*What to work on*: With both ends included, repeat exactly the lines of the entries below from the one containing "A category whose" down to the one containing "if let Some(value)", and no others.

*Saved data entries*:

....................

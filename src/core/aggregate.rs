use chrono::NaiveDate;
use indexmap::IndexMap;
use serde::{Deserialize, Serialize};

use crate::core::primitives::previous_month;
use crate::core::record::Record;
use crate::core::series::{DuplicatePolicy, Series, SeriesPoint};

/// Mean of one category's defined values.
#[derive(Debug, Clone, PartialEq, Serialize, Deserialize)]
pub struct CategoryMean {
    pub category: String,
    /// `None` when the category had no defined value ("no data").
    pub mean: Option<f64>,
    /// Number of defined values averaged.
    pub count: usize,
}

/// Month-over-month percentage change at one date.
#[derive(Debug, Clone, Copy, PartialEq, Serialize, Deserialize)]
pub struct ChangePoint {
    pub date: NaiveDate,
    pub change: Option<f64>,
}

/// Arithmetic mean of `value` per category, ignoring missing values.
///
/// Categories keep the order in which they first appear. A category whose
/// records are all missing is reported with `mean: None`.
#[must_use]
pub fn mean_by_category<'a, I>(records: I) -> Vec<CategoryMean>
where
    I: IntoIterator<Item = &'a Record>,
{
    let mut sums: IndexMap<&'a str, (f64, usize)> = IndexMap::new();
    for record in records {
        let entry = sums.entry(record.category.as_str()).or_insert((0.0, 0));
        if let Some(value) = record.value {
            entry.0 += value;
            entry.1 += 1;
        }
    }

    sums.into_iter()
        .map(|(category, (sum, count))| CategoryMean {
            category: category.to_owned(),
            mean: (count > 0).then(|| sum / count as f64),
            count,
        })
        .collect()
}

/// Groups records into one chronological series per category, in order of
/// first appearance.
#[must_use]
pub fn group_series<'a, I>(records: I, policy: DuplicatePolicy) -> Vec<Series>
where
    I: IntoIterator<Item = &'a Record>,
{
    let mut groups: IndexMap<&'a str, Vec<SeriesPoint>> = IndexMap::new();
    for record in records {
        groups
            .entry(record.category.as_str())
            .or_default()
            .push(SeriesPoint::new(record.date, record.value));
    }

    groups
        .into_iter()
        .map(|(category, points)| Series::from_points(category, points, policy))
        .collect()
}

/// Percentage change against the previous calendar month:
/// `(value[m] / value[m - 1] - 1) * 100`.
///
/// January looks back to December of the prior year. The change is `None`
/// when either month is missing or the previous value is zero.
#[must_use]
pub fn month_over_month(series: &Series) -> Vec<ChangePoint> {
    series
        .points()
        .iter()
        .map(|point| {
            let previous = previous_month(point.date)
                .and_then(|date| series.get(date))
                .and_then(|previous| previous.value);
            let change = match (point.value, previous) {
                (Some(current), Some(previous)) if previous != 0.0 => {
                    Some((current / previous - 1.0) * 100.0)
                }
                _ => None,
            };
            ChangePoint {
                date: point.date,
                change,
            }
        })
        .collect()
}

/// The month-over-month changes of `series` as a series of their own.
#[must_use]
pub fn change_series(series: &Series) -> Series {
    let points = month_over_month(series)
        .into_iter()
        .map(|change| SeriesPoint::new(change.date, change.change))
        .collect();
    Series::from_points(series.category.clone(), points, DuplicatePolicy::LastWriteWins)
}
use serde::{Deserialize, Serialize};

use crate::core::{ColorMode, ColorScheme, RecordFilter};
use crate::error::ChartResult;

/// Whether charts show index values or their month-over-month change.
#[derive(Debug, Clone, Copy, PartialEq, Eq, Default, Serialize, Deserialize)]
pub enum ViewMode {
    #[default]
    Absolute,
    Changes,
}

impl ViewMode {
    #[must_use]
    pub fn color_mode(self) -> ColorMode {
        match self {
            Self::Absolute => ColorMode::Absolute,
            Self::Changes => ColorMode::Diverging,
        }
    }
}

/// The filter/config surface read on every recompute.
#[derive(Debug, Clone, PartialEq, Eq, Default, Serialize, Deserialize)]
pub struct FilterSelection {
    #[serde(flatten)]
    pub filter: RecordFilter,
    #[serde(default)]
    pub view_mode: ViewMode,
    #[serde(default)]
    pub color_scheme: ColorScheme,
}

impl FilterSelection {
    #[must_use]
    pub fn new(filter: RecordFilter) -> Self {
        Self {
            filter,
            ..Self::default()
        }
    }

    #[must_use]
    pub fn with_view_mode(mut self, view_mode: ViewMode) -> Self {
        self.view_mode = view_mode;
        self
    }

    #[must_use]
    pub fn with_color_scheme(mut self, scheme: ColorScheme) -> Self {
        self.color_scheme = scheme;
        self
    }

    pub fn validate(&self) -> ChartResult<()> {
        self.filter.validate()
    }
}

....................

*Answer to this task*:
/// Categories keep the order in which they first appear. A category whose
/// records are all missing is reported with `mean: None`.
#[must_use]
pub fn mean_by_category<'a, I>(records: I) -> Vec<CategoryMean>
where
    I: IntoIterator<Item = &'a Record>,
{
    let mut sums: IndexMap<&'a str, (f64, usize)> = IndexMap::new();
    for record in records {
        let entry = sums.entry(record.category.as_str()).or_insert((0.0, 0));
        if let Some(value) = record.value {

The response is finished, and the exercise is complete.